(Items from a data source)
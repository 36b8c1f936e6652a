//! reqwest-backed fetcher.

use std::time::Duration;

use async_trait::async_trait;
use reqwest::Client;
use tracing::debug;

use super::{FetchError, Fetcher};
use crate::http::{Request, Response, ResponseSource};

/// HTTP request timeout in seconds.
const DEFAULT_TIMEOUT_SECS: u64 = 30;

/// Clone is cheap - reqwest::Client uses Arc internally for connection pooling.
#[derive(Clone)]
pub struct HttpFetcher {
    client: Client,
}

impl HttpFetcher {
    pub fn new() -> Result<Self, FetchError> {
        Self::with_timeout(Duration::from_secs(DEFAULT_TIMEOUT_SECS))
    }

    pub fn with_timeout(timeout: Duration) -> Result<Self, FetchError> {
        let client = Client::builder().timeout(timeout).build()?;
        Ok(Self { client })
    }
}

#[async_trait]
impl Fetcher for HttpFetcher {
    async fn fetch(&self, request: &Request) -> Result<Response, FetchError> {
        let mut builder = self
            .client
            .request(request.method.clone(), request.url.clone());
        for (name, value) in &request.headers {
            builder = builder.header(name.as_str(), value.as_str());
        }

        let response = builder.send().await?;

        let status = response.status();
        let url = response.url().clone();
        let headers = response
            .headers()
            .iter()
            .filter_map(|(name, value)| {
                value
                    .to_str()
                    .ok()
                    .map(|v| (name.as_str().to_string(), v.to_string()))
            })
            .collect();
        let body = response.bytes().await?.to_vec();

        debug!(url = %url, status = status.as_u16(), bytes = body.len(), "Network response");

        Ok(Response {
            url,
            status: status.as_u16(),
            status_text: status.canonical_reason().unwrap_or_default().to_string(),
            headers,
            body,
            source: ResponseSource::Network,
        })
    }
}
==
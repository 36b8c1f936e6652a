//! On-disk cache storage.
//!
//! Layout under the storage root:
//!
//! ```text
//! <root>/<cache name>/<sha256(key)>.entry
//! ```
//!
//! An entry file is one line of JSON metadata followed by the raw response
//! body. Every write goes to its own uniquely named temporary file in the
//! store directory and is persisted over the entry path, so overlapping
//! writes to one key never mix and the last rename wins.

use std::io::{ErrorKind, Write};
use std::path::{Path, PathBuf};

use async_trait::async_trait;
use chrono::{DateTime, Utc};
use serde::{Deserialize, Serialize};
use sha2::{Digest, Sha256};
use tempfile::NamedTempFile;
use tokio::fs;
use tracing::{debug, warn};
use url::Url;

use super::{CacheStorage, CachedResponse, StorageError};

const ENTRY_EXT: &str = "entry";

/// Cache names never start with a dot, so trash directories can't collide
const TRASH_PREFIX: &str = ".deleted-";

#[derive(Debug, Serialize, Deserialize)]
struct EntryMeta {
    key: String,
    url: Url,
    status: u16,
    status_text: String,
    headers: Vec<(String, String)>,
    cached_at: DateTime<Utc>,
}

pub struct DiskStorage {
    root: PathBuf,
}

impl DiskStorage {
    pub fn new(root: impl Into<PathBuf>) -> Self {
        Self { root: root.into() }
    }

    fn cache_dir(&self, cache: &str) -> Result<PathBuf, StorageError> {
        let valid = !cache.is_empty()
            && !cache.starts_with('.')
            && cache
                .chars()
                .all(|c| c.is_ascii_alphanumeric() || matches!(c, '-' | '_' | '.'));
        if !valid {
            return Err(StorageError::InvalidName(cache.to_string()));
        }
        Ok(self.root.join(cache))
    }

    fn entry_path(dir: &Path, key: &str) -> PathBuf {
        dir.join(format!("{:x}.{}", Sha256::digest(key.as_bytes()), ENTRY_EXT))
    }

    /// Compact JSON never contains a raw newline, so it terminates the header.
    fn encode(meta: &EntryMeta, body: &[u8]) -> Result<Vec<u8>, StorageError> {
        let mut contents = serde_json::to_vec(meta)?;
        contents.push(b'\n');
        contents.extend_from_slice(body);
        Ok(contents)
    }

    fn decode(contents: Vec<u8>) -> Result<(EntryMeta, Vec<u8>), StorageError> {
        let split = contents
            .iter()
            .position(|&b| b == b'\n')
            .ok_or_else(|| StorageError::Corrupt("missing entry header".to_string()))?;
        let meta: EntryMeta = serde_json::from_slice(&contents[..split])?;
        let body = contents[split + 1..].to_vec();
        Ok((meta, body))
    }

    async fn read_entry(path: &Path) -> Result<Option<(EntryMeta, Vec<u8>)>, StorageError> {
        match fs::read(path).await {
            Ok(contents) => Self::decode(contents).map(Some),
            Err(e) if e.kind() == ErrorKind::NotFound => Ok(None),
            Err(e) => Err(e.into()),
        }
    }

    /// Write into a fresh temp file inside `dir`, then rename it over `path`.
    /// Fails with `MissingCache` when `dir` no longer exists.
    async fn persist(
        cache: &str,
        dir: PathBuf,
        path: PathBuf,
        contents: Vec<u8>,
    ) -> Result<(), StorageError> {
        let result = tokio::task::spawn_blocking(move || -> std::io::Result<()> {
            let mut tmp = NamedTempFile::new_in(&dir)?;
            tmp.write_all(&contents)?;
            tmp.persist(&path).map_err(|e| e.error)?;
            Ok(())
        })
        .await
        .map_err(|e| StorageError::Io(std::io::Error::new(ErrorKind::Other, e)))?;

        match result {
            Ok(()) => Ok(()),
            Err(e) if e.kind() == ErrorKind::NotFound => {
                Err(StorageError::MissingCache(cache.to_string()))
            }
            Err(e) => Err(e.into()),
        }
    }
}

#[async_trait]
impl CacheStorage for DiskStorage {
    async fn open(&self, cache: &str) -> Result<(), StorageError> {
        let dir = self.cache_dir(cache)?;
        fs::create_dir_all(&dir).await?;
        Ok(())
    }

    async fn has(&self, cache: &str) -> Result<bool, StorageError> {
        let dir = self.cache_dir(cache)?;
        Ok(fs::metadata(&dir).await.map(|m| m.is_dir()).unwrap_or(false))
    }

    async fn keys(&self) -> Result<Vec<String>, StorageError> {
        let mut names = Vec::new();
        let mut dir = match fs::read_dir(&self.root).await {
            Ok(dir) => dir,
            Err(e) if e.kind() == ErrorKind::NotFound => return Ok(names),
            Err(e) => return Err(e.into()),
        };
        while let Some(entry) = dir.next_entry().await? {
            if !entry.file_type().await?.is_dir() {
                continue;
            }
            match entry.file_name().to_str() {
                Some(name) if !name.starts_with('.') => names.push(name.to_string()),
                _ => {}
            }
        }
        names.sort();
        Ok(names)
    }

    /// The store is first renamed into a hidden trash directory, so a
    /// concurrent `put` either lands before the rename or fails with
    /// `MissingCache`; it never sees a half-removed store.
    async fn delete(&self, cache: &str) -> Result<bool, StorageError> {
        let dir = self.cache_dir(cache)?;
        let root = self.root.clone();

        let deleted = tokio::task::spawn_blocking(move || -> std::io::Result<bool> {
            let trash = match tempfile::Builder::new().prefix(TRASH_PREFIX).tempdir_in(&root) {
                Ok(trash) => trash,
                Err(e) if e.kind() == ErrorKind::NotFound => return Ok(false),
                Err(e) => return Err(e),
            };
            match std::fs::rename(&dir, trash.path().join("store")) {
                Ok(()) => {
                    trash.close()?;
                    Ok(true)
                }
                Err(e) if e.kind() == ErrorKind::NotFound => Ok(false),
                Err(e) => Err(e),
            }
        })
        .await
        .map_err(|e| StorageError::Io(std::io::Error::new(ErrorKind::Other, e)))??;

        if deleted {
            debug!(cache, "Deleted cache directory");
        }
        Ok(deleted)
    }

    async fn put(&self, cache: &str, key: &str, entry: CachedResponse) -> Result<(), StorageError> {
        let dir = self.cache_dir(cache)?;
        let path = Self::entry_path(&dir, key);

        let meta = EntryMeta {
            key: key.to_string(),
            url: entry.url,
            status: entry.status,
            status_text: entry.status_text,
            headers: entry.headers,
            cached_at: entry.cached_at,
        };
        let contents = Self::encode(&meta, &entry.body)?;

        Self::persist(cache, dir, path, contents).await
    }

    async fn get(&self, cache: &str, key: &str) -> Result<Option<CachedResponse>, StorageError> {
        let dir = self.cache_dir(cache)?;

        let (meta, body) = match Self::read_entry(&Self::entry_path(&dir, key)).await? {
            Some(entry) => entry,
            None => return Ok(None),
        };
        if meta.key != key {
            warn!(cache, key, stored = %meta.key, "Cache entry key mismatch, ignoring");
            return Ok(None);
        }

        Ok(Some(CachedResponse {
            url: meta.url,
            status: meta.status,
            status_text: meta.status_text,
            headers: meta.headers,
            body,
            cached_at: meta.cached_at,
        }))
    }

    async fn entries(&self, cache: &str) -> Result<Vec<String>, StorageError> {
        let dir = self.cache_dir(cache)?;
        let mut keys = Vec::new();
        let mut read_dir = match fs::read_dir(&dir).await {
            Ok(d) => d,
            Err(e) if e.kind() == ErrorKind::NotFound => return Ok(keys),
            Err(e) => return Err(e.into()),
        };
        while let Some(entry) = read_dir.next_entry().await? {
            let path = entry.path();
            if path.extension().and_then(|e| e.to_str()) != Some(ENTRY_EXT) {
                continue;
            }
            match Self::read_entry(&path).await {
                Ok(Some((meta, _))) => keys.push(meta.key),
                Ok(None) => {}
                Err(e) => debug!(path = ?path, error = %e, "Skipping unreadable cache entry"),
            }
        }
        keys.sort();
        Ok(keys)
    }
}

**WHAT TO DO:** Would you please filter the lines above and copy every one that includes "value"?

**YOUR RESPONSE:**
        for (name, value) in &request.headers {
            builder = builder.header(name.as_str(), value.as_str());
            .filter_map(|(name, value)| {
                value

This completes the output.